Healthcare antitrust lawyers were unsure of the degree to which a report on healthcare competition issued last month by the Federal Trade Commission and the U.S. Justice Department's Antitrust Division would affect the FTC's merger challenge of a not-for-profit suburban Chicago hospital system.
If the FTC wins its February challenge of the 2000 merger between Highland Park (Ill.) Hospital and two-hospital Evanston (Ill.) Northwestern Healthcare, its stated remedy for restoring competition along Chicago's North Shore suburbs is an extremely costly hospital divestiture.
While references to retrospective merger challenges are rare in the federal report, several of its recommendations are likely to be aired during the Evanston Northwestern trial. The trial is slated to begin Jan. 13, 2005, before an FTC administrative law judge in Washington, healthcare antitrust observers said.
In an administrative complaint on Feb. 10, the FTC challenged the Evanston Northwestern merger, alleging that the system's three hospitals extracted huge price increases from payers after the deal and illegally fixed prices for physician services, in violation of federal law (Feb. 16, p. 6).
The long-awaited, 361-page report on the agencies' hearings on healthcare competition did not reveal any new positions but did offer recommendations for improving competition for healthcare services. The agencies did not suggest specific advice on the Evanston Northwestern lawsuit, but observers said several of the issues addressed in the report could surface during the trial, such as the agencies' opinion that healthcare providers' tax status should not be considered in merger challenge resolutions and that previous market analysis methods should be reassessed.
David Balto, of the Washington office of Robins, Kaplan, Miller & Ciresi, said the July 23 report buttresses the FTC's administrative complaint against the Illinois system, for example noting that a not-for-profit health system should not be regarded more favorably by antitrust regulators than a for-profit system.
"One of the report's objectives is to strengthen some of the positions (the FTC) will take in court," Balto said. "The FTC believes that geographic markets have been too narrowly defined and that courts should not take a more liberal stance in hospital mergers simply because the hospitals are nonprofit. One goal (of the report) is to reverse eight years of litigation defeats."
He said the report is critical of regulatory attempts to control prices after mergers have been completed, noting that community commitments to win antitrust regulators' approval-such as promises to fund foundations or restrain price increases-don't work.
Former FTC official Mark Horoschak, now a lawyer with the Charlotte, N.C., office of Womble Carlyle Sandridge & Rice, said the report "clarifies FTC positions on some of the issues that will inevitably arise in the Evanston Northwestern litigation."
Horoschak predicted that Evanston Northwestern would argue it is a not-for-profit health system with community interests at heart and a community board that would not allow it to unfairly raise prices.
Evanston Northwestern Vice President David Loveland declined to discuss how the report might affect the system's case because of the pending litigation.
Though requiring a health system to divest a merged hospital is rare, the FTC has occasionally pulled apart mergers, healthcare antitrust lawyers said.

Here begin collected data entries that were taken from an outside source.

//! Inverted index over reference corpora (§4.6).
//!
//! `CompactIndexEntry` is the tagged-variant analogue of the source's
//! `CompactIndexEntry` class (`int | set[int] | None`): a single ID is
//! stored inline with no heap allocation, and only sets of two or more
//! spill to a `Vec`. This mirrors the teacher's own habit of hand
//! rolling small tagged unions (`marctk::record::Field`,
//! `evergreen::error::EgError`) rather than reaching for a generic
//! container.

use ahash::AHashMap;
use serde::{Deserialize, Serialize};
use std::collections::HashSet;

use crate::model::{Publication, ProcessingLanguage};
use crate::text::TextNormalizer;

/// A compact set of dense publication indices: empty, one, or many.
#[derive(Debug, Clone, PartialEq, Eq, Serialize, Deserialize)]
pub enum CompactIndexEntry {
    Empty,
    One(u32),
    Many(Vec<u32>),
}

impl Default for CompactIndexEntry {
    fn default() -> Self {
        CompactIndexEntry::Empty
    }
}

impl CompactIndexEntry {
    pub fn add(&mut self, id: u32) {
        match self {
            CompactIndexEntry::Empty => *self = CompactIndexEntry::One(id),
            CompactIndexEntry::One(existing) => {
                if *existing != id {
                    *self = CompactIndexEntry::Many(vec![*existing, id]);
                }
            }
            CompactIndexEntry::Many(ids) => {
                if !ids.contains(&id) {
                    ids.push(id);
                }
            }
        }
    }

    pub fn is_empty(&self) -> bool {
        matches!(self, CompactIndexEntry::Empty)
    }

    pub fn ids(&self) -> Vec<u32> {
        match self {
            CompactIndexEntry::Empty => Vec::new(),
            CompactIndexEntry::One(id) => vec![*id],
            CompactIndexEntry::Many(ids) => ids.clone(),
        }
    }

    fn extend_into(&self, set: &mut HashSet<u32>) {
        match self {
            CompactIndexEntry::Empty => {}
            CompactIndexEntry::One(id) => {
                set.insert(*id);
            }
            CompactIndexEntry::Many(ids) => set.extend(ids.iter().copied()),
        }
    }
}

/// The five parallel inverted indices over one reference corpus.
#[derive(Default, Serialize, Deserialize)]
pub struct Index {
    title_index: AHashMap<String, CompactIndexEntry>,
    author_index: AHashMap<String, CompactIndexEntry>,
    publisher_index: AHashMap<String, CompactIndexEntry>,
    year_index: AHashMap<i32, CompactIndexEntry>,
    lccn_index: AHashMap<String, CompactIndexEntry>,
}

/// A lookup query assembled from a Publication's normalized fields.
pub struct Query {
    pub title_keys: Vec<String>,
    pub author_keys: Vec<String>,
    pub publisher_keys: Vec<String>,
    pub year: Option<i32>,
    pub lccn: Option<String>,
}

impl Index {
    pub fn new() -> Self {
        Index::default()
    }

    /// Index one reference publication, identified by its dense slot
    /// `dense_id` in the owning corpus's Publication vector.
    pub fn add_publication(&mut self, dense_id: u32, pub_: &Publication, normalizer: &TextNormalizer) {
        for key in generate_title_keys(&pub_.title, pub_.processing_language, normalizer) {
            self.title_index.entry(key).or_default().add(dense_id);
        }
        for key in generate_author_keys(&pub_.author, normalizer) {
            self.author_index.entry(key).or_default().add(dense_id);
        }
        if let Some(main_author) = &pub_.main_author {
            for key in generate_author_keys(main_author, normalizer) {
                self.author_index.entry(key).or_default().add(dense_id);
            }
        }
        if let Some(publisher) = &pub_.publisher {
            for key in generate_publisher_keys(publisher, normalizer) {
                self.publisher_index.entry(key).or_default().add(dense_id);
            }
        }
        if let Some(year) = pub_.year {
            self.year_index.entry(year).or_default().add(dense_id);
        }
        if let Some(lccn) = &pub_.lccn {
            let normalized = crate::lccn::normalize_lccn(lccn);
            if !normalized.is_empty() {
                self.lccn_index.entry(normalized).or_default().add(dense_id);
            }
        }
    }

    fn lookup_set(index: &AHashMap<String, CompactIndexEntry>, keys: &[String]) -> HashSet<u32> {
        let mut out = HashSet::new();
        for key in keys {
            if let Some(entry) = index.get(key) {
                entry.extend_into(&mut out);
            }
        }
        out
    }

    fn year_set(&self, year: i32, tolerance: i32) -> HashSet<u32> {
        let mut out = HashSet::new();
        for y in (year - tolerance)..=(year + tolerance) {
            if let Some(entry) = self.year_index.get(&y) {
                entry.extend_into(&mut out);
            }
        }
        out
    }

    /// Candidate retrieval (§4.6). Ordering is contractual: LCCN
    /// short-circuit, then year as primary filter, then
    /// title/author/publisher intersections, retaining the
    /// pre-intersection set at any step that would empty it.
    pub fn candidates(&self, query: &Query, year_tolerance: i32) -> Vec<u32> {
        if let Some(lccn) = &query.lccn {
            if let Some(entry) = self.lccn_index.get(lccn) {
                if !entry.is_empty() {
                    return entry.ids();
                }
            }
        }

        let title_set = Self::lookup_set(&self.title_index, &query.title_keys);
        let author_set = Self::lookup_set(&self.author_index, &query.author_keys);
        let publisher_set = Self::lookup_set(&self.publisher_index, &query.publisher_keys);

        let base = match query.year {
            Some(year) => {
                let year_set = self.year_set(year, year_tolerance);
                intersect_or_retain(year_set, &title_set)
            }
            None => {
                if !title_set.is_empty() {
                    title_set.clone()
                } else {
                    author_set.clone()
                }
            }
        };

        let after_author = if query.year.is_some() || !title_set.is_empty() {
            intersect_or_retain(base, &author_set)
        } else {
            base
        };

        let after_publisher = intersect_or_retain(after_author, &publisher_set);

        let mut out: Vec<u32> = after_publisher.into_iter().collect();
        out.sort_unstable();
        out
    }
}

/// Intersect `base` with `other` unless `other` is empty (nothing to
/// intersect with) or the intersection would be empty (retain `base`
/// per the §4.6 "retain the pre-intersection set" rule).
fn intersect_or_retain(base: HashSet<u32>, other: &HashSet<u32>) -> HashSet<u32> {
    if other.is_empty() {
        return base;
    }
    let intersected: HashSet<u32> = base.intersection(other).copied().collect();
    if intersected.is_empty() {
        base
    } else {
        intersected
    }
}

/// Title keys: stems of length ≥2, plus 2- and 3-stem concatenations
/// at the front and back of the token list (§4.6).
pub fn generate_title_keys(title: &str, language: ProcessingLanguage, normalizer: &TextNormalizer) -> Vec<String> {
    let stems = normalizer.title_tokens(title, language, true);
    let mut keys: Vec<String> = stems.iter().filter(|s| s.len() >= 2).cloned().collect();

    if stems.len() >= 2 {
        keys.push(format!("{}_{}", stems[0], stems[1]));
        keys.push(format!("{}_{}", stems[stems.len() - 2], stems[stems.len() - 1]));
    }
    if stems.len() >= 3 {
        keys.push(format!("{}_{}_{}", stems[0], stems[1], stems[2]));
    }
    keys
}

/// Author keys: surname + given-name tokens, both bigram orderings,
/// and initials with and without a trailing period. Detects
/// "Last, First" vs "First Last" vs single-token form.
pub fn generate_author_keys(author: &str, normalizer: &TextNormalizer) -> Vec<String> {
    let normalized = normalizer.normalize_author(author, ProcessingLanguage::Eng);
    if normalized.is_empty() {
        return Vec::new();
    }

    let (surname, given): (String, Vec<String>) = if let Some((last, rest)) = normalized.split_once(',') {
        (last.trim().to_string(), rest.split_whitespace().map(str::to_string).collect())
    } else {
        let tokens: Vec<String> = normalized.split_whitespace().map(str::to_string).collect();
        if tokens.len() >= 2 {
            let last = tokens.last().cloned().unwrap_or_default();
            (last, tokens[..tokens.len() - 1].to_vec())
        } else {
            (tokens.first().cloned().unwrap_or_default(), Vec::new())
        }
    };

    let mut keys = Vec::new();
    if !surname.is_empty() {
        keys.push(surname.clone());
    }
    for g in &given {
        if !g.is_empty() {
            keys.push(g.clone());
            if let Some(first_char) = g.chars().next() {
                keys.push(first_char.to_string());
                keys.push(format!("{first_char}."));
            }
        }
    }
    if let (Some(first_given), false) = (given.first(), surname.is_empty()) {
        keys.push(format!("{surname}_{first_given}"));
        keys.push(format!("{first_given}_{surname}"));
    }
    keys
}

/// Publisher keys: tokens and bigrams, after stopword filtering;
/// falls back to the three longest tokens if filtering removed
/// everything (§4.6).
pub fn generate_publisher_keys(publisher: &str, normalizer: &TextNormalizer) -> Vec<String> {
    let normalized = normalizer.normalize_publisher(publisher);
    let mut tokens: Vec<String> = normalized
        .split_whitespace()
        .filter(|t| t.len() >= 3 || (t.len() >= 2 && t.chars().all(|c| c.is_alphabetic())))
        .map(str::to_string)
        .collect();

    if tokens.is_empty() {
        let mut all: Vec<String> = normalized.split_whitespace().map(str::to_string).collect();
        all.sort_by_key(|b| std::cmp::Reverse(b.len()));
        tokens = all.into_iter().take(3).collect();
    }

    let mut keys = tokens.clone();
    for window in tokens.windows(2) {
        keys.push(format!("{}_{}", window[0], window[1]));
    }
    keys
}

#[cfg(test)]
mod tests {
    use super::*;
    use crate::config::Wordlists;

    fn normalizer() -> TextNormalizer {
        TextNormalizer::new(&Wordlists::embedded().unwrap()).unwrap()
    }

    #[test]
    fn compact_entry_stays_inline_for_singletons() {
        let mut entry = CompactIndexEntry::default();
        entry.add(7);
        assert!(matches!(entry, CompactIndexEntry::One(7)));
    }

    #[test]
    fn compact_entry_spills_to_many() {
        let mut entry = CompactIndexEntry::default();
        entry.add(1);
        entry.add(2);
        assert!(matches!(entry, CompactIndexEntry::Many(_)));
        assert_eq!(entry.ids().len(), 2);
    }

    #[test]
    fn year_is_primary_filter_when_present() {
        let n = normalizer();
        let mut idx = Index::new();
        let mut p = make_pub("Sherlock Holmes", 1892);
        p.author = "Doyle, Arthur Conan".to_string();
        idx.add_publication(0, &p, &n);

        let mut p2 = make_pub("Sherlock Holmes", 1950);
        p2.author = "Doyle, Arthur Conan".to_string();
        idx.add_publication(1, &p2, &n);

        let query = Query {
            title_keys: generate_title_keys("Sherlock Holmes", ProcessingLanguage::Eng, &n),
            author_keys: generate_author_keys("Doyle, Arthur Conan", &n),
            publisher_keys: vec![],
            year: Some(1892),
            lccn: None,
        };
        let candidates = idx.candidates(&query, 0);
        assert_eq!(candidates, vec![0]);
    }

    fn make_pub(title: &str, year: i32) -> Publication {
        Publication {
            id: crate::model::PublicationId::from("x"),
            source: crate::model::SourceTag::Registration,
            title: title.to_string(),
            part_number: None,
            part_name: None,
            author: String::new(),
            main_author: None,
            publisher: None,
            place: None,
            pub_date: None,
            year: Some(year),
            full_text: None,
            country_code: None,
            country_class: crate::model::CountryClass::Unknown,
            language_tag: None,
            processing_language: ProcessingLanguage::Eng,
            lccn: None,
            normalized: crate::model::NormalizedForms::default(),
        }
    }
}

Toby Singer, a healthcare antitrust attorney with the Washington office of Jones Day, said the FTC has ordered at least three hospital divestitures. But those divestitures required for-profit hospital chains to sell hospitals after merging with other chains owning competing hospitals in the same markets.
Singer said if the government is successful in the Evanston Northwestern case, the system will have to divest the hospital.